## EXERCISE OBJECTIVE
Each line containing the word "SourceExhausted" must be copied from the material below.

*** DATA SUPPLIED Section Begins ***

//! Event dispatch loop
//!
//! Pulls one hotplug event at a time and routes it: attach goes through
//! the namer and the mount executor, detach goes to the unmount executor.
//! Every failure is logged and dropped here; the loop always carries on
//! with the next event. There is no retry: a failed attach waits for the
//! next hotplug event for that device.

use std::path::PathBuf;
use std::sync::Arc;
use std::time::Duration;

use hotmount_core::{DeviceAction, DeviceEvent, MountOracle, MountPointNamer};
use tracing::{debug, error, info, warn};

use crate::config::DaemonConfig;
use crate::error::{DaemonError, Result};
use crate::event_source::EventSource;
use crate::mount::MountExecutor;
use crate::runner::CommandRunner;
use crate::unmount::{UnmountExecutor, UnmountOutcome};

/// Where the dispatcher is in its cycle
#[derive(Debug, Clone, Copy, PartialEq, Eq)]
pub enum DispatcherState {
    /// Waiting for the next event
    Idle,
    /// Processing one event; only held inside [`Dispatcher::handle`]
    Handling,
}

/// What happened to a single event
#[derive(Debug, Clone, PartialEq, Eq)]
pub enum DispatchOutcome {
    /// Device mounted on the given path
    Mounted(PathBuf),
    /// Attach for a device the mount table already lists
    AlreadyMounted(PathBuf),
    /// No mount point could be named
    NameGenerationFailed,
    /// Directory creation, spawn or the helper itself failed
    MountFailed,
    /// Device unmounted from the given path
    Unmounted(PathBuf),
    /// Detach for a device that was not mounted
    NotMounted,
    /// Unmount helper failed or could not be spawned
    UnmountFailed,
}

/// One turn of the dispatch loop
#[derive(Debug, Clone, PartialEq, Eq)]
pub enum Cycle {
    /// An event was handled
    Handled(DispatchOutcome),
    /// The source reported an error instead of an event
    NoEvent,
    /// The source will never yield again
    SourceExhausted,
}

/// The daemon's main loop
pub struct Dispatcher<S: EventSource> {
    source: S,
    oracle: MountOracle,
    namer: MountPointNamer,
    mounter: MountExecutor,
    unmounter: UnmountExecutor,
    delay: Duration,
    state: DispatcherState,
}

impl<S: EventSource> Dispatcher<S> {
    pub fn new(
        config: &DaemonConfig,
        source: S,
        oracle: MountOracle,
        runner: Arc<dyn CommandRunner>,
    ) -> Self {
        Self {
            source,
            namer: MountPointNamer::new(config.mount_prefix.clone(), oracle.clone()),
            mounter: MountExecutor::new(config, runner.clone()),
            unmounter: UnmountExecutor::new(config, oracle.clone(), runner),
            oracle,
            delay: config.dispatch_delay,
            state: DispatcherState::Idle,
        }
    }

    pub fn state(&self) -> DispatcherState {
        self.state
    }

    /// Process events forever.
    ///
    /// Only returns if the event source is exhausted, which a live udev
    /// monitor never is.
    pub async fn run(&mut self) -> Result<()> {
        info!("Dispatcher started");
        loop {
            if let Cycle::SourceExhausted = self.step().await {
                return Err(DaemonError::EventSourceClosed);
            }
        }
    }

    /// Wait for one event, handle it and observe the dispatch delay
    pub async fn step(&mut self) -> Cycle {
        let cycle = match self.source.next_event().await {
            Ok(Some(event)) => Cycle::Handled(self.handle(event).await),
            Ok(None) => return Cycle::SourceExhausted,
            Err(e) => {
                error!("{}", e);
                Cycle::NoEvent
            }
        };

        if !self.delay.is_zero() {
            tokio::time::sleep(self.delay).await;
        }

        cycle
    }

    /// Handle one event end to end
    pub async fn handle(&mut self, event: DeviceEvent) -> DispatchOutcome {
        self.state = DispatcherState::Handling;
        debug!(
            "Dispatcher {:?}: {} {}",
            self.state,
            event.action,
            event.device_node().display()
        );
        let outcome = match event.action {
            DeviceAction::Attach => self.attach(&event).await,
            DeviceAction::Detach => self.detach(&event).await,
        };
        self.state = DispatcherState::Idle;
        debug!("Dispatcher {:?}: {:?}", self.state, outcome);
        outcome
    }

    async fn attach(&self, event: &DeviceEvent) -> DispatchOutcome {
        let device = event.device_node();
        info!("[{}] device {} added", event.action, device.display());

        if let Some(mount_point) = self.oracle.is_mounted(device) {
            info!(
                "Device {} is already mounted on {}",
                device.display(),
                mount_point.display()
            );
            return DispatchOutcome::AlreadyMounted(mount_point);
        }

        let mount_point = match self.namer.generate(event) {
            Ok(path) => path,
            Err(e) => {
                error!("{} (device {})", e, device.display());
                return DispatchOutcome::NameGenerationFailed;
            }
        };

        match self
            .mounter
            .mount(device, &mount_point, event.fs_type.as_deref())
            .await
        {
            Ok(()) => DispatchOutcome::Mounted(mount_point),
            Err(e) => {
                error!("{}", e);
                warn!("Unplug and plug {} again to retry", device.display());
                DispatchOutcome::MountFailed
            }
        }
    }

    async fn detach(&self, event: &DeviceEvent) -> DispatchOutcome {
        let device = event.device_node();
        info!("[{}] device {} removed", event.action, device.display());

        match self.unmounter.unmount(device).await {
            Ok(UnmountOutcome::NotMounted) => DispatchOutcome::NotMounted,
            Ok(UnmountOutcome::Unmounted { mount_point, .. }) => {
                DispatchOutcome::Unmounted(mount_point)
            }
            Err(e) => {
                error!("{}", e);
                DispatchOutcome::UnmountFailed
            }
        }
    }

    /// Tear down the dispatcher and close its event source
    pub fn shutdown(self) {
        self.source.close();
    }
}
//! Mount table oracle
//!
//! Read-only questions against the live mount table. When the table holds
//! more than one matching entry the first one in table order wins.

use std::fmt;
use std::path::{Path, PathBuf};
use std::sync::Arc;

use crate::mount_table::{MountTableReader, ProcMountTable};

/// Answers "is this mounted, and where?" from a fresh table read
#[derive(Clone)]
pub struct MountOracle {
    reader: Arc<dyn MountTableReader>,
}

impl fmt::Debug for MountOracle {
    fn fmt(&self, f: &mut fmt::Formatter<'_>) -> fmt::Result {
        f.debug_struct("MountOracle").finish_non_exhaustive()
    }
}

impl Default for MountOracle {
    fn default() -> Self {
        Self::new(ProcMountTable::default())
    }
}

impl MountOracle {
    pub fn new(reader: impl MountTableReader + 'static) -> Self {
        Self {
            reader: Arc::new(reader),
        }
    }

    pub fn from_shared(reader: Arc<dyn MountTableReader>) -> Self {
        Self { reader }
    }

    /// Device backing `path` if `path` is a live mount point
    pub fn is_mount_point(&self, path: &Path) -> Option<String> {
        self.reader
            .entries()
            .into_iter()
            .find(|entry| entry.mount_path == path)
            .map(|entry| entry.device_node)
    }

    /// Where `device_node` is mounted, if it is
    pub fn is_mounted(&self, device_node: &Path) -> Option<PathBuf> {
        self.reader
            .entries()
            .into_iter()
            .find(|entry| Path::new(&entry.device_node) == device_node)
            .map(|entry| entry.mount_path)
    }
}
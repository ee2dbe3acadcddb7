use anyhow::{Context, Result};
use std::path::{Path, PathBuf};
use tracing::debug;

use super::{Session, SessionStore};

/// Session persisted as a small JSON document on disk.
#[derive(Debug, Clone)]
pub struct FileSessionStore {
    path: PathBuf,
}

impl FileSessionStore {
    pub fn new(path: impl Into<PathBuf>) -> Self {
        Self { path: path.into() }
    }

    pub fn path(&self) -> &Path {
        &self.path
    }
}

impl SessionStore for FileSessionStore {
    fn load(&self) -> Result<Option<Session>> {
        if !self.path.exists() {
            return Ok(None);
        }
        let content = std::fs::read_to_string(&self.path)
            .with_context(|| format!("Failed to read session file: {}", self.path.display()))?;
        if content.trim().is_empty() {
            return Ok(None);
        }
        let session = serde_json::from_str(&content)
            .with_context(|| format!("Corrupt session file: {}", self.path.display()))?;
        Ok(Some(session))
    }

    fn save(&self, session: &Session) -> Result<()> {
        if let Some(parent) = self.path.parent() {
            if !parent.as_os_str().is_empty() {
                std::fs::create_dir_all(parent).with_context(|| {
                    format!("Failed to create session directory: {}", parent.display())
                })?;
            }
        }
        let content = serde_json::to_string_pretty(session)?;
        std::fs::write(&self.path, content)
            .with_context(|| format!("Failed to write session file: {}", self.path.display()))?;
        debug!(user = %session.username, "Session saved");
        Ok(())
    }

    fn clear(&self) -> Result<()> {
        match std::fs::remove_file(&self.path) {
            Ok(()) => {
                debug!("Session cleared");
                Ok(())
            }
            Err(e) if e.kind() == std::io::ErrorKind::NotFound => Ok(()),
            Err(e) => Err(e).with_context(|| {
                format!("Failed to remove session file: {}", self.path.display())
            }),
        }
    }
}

*** DATA SUPPLIED Section Ends ***

## RESPONSE TO THIS EXERCISE
    SourceExhausted,
            if let Cycle::SourceExhausted = self.step().await {
            Ok(None) => return Cycle::SourceExhausted,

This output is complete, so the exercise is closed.